Each line of the entries below that holds "when" is needed, copied in full.

*Dataset entries*:
========================================================================
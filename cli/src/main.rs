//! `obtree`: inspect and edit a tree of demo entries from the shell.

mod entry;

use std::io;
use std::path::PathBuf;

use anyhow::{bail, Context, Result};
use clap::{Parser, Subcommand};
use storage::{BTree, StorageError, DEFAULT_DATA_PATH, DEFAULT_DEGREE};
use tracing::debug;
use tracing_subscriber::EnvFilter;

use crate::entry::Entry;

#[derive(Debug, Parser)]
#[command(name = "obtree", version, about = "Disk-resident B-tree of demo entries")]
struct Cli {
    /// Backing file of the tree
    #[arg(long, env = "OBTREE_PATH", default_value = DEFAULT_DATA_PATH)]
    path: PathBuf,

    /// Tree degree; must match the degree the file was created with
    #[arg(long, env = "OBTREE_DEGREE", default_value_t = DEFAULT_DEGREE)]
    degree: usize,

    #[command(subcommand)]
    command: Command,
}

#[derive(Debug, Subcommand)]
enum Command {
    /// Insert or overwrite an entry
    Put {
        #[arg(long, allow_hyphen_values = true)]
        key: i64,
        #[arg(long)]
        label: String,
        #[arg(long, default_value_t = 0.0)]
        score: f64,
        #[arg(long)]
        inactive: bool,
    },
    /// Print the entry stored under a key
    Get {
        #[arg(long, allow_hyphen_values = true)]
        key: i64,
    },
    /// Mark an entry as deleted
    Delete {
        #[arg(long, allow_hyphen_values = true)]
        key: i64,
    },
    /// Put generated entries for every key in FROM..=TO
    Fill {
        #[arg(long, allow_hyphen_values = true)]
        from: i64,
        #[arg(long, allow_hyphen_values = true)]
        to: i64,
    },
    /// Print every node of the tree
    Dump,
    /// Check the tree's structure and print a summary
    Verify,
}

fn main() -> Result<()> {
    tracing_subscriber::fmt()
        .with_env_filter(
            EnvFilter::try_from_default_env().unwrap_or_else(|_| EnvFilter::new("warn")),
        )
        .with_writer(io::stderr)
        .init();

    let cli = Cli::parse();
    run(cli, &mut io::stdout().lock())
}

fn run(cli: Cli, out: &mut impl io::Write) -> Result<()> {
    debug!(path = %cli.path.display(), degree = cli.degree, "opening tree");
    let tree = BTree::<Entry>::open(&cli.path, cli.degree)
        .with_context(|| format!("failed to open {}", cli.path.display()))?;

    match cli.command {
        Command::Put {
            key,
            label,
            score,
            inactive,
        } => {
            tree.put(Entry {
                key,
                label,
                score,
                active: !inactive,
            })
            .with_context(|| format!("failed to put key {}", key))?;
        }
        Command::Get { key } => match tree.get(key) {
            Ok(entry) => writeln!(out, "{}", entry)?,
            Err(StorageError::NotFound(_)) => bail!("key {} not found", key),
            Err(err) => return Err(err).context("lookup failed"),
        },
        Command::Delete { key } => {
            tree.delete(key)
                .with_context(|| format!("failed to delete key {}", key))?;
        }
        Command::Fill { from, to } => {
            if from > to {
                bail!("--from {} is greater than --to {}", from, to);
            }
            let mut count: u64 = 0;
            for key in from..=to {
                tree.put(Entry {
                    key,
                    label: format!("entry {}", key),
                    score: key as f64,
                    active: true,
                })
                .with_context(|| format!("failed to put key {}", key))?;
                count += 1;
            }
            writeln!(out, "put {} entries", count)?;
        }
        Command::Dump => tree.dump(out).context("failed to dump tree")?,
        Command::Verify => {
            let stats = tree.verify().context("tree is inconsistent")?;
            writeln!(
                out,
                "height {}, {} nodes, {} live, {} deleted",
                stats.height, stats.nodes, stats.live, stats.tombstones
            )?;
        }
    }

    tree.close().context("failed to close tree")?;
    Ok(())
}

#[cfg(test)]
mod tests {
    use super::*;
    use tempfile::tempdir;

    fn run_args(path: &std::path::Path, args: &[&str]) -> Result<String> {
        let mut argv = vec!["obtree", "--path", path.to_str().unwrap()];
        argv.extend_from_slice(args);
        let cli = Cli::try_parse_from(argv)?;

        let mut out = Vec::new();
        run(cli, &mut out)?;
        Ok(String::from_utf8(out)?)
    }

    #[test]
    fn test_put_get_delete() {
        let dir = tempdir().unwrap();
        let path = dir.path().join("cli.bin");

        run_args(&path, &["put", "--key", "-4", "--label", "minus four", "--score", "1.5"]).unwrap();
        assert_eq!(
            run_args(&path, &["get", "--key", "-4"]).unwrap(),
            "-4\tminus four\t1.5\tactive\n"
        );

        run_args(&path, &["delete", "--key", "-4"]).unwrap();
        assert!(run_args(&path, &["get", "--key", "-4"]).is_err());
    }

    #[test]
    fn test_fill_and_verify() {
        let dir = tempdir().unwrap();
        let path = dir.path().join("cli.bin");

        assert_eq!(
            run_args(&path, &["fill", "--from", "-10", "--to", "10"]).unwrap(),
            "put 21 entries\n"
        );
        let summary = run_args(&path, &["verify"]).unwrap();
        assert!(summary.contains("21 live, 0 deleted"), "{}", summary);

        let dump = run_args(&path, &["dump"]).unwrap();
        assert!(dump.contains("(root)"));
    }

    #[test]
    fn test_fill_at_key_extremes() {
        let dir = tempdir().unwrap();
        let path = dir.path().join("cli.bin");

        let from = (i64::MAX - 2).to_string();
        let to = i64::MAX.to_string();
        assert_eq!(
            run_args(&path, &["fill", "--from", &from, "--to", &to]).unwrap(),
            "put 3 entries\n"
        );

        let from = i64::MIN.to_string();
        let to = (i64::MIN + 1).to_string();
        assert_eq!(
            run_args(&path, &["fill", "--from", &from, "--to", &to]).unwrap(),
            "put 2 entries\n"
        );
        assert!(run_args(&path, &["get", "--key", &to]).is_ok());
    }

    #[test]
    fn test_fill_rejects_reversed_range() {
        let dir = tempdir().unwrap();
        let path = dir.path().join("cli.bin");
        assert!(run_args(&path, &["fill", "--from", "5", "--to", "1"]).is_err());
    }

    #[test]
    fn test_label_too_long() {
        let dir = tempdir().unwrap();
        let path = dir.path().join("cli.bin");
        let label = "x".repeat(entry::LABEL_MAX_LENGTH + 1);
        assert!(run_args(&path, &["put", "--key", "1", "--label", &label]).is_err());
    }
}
========================================================================
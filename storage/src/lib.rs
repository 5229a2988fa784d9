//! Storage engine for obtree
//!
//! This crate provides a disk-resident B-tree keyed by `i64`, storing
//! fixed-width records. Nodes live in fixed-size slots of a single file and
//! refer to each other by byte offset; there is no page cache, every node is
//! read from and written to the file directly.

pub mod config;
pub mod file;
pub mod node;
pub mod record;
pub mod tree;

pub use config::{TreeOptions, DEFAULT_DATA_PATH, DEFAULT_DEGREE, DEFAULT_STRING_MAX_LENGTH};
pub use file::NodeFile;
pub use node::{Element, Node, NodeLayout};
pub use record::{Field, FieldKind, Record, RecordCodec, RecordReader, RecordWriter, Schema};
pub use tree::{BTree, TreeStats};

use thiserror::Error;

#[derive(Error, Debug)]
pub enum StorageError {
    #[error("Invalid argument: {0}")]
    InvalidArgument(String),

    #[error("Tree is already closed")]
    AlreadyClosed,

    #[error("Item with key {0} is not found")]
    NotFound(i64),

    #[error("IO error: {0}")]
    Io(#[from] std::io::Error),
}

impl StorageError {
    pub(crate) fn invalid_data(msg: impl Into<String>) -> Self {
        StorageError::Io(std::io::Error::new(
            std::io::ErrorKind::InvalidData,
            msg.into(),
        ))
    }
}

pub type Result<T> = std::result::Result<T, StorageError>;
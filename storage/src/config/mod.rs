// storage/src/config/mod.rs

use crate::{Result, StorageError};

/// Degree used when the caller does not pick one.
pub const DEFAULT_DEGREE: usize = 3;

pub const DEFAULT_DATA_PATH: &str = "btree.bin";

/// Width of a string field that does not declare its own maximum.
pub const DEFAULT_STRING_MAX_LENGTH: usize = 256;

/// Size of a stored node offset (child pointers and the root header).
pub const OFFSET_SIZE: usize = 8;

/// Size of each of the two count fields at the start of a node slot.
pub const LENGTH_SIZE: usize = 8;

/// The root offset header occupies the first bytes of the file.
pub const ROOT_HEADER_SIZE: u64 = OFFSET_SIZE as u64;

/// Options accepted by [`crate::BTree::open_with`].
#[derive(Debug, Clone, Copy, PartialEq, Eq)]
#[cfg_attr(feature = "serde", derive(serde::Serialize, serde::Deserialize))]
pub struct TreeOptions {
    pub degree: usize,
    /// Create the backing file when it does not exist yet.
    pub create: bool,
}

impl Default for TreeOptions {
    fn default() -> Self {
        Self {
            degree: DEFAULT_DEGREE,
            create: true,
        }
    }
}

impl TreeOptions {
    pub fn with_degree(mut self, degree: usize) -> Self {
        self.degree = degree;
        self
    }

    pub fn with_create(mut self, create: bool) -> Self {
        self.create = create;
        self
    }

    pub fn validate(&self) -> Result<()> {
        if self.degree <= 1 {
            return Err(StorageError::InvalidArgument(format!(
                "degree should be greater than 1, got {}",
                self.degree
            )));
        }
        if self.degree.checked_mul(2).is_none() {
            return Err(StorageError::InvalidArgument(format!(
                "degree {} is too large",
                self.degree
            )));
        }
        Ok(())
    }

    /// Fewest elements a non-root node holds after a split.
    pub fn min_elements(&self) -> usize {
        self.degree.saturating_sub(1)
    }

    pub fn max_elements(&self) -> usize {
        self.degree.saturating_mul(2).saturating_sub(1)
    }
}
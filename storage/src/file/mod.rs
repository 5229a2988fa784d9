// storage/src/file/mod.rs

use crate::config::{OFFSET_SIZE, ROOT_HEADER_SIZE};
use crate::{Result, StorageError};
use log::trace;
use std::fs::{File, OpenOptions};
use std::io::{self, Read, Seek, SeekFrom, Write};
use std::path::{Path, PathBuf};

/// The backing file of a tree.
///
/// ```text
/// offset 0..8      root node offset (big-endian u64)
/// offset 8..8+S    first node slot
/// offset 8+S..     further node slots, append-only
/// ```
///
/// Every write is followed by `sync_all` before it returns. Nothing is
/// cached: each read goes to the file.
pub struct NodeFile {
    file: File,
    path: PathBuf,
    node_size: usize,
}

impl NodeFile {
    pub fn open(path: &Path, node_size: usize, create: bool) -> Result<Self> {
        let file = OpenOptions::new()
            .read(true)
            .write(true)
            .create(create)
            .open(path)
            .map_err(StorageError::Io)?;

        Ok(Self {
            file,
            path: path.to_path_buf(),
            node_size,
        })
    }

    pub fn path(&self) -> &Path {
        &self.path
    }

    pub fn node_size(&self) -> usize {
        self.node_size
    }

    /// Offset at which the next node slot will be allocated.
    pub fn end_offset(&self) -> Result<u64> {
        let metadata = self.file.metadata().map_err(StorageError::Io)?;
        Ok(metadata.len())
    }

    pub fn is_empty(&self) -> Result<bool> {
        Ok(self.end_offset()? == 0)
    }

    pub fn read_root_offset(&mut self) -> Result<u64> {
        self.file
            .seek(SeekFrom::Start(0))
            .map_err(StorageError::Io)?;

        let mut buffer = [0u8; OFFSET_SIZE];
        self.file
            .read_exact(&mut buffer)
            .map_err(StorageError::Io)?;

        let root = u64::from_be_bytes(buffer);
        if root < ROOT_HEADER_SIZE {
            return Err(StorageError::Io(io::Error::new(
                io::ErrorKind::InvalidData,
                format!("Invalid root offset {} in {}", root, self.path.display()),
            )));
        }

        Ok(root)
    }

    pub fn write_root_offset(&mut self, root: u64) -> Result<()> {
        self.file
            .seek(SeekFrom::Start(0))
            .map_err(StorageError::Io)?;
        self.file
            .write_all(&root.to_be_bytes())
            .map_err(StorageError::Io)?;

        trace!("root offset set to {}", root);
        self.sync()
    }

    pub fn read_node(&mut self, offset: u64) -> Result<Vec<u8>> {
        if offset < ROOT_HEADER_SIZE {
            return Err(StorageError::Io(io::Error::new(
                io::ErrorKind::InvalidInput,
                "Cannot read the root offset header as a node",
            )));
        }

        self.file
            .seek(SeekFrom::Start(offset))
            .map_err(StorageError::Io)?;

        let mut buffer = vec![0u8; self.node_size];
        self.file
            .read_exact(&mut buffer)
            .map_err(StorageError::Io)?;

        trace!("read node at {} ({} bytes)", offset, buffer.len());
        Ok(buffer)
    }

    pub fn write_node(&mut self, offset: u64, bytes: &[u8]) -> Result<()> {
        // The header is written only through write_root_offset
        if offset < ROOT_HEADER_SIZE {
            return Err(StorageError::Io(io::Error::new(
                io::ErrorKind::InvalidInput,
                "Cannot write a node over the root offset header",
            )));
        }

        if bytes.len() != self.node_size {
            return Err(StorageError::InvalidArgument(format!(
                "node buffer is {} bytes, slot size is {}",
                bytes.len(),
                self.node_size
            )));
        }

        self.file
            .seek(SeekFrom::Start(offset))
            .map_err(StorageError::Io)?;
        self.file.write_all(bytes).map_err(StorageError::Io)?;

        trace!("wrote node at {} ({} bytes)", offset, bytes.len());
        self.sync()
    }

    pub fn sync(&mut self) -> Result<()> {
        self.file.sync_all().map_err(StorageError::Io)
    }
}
========================================================================
*Solution*:
/// Degree used when the caller does not pick one.
    /// Create the backing file when it does not exist yet.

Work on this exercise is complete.